Problem ▸ Gather all lines from the material that contain "MessageSink".

┏━━

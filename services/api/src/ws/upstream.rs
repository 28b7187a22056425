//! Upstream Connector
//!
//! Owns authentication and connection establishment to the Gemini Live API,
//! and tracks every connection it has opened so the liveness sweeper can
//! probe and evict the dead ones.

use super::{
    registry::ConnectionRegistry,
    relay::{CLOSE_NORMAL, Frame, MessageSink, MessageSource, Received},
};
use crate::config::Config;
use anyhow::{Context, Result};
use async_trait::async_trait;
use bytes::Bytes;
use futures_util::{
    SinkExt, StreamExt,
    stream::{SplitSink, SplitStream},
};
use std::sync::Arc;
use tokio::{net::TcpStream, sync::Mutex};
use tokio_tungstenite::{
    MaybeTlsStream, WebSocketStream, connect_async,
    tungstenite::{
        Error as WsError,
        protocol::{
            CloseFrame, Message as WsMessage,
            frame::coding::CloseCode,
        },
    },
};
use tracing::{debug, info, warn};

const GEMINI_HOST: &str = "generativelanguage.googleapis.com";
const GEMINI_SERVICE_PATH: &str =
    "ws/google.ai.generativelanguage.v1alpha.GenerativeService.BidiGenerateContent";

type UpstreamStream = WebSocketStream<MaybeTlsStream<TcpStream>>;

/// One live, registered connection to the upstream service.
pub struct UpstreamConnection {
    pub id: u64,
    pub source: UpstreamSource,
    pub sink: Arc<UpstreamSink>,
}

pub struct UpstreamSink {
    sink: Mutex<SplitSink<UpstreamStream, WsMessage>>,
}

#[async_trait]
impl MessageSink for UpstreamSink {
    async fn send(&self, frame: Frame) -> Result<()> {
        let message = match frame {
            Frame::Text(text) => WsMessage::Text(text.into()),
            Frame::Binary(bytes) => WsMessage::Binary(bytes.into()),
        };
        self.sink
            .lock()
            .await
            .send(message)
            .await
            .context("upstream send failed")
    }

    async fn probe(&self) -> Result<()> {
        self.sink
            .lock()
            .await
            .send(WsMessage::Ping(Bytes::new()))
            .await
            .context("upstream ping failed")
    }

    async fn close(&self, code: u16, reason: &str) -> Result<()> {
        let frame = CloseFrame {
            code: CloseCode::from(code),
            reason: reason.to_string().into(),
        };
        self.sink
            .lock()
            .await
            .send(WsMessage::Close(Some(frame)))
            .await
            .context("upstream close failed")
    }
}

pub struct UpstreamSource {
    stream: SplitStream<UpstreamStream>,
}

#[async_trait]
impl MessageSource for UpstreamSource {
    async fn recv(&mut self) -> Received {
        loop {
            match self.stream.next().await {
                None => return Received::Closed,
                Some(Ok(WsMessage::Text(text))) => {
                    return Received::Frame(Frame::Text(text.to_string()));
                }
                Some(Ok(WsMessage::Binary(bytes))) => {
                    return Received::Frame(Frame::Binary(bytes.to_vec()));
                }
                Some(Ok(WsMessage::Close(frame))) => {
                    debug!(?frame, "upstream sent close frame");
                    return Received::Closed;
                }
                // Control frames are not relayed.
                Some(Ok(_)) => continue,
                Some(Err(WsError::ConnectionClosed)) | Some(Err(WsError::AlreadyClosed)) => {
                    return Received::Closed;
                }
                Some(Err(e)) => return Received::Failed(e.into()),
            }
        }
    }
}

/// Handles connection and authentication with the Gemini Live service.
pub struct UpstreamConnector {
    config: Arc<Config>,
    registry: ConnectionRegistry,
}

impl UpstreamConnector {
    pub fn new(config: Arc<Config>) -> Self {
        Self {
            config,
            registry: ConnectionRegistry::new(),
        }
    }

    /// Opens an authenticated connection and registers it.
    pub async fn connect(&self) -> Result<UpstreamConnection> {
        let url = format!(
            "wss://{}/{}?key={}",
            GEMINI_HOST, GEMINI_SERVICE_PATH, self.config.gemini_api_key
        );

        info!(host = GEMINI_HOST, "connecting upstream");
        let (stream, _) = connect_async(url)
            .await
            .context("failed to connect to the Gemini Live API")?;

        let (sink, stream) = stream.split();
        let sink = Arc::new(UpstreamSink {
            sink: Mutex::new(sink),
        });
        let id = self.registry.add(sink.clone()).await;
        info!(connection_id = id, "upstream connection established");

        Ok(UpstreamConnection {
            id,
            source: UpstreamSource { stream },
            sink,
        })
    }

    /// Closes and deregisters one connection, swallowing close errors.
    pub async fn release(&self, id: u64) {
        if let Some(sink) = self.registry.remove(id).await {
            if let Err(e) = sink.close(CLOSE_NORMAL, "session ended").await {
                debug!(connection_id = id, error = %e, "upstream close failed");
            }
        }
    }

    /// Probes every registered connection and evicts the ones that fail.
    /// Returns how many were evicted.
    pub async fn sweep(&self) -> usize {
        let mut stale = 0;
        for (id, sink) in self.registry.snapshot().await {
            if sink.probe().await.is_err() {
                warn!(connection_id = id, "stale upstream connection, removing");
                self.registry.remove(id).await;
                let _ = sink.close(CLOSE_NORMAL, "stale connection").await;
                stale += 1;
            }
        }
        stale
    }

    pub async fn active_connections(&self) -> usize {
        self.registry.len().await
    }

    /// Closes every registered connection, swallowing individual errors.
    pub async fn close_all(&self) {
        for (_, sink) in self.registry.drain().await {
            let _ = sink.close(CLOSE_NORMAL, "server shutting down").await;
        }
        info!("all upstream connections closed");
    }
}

┗━━

Solution for this problem ▸
    relay::{CLOSE_NORMAL, Frame, MessageSink, MessageSource, Received},
impl MessageSink for UpstreamSink {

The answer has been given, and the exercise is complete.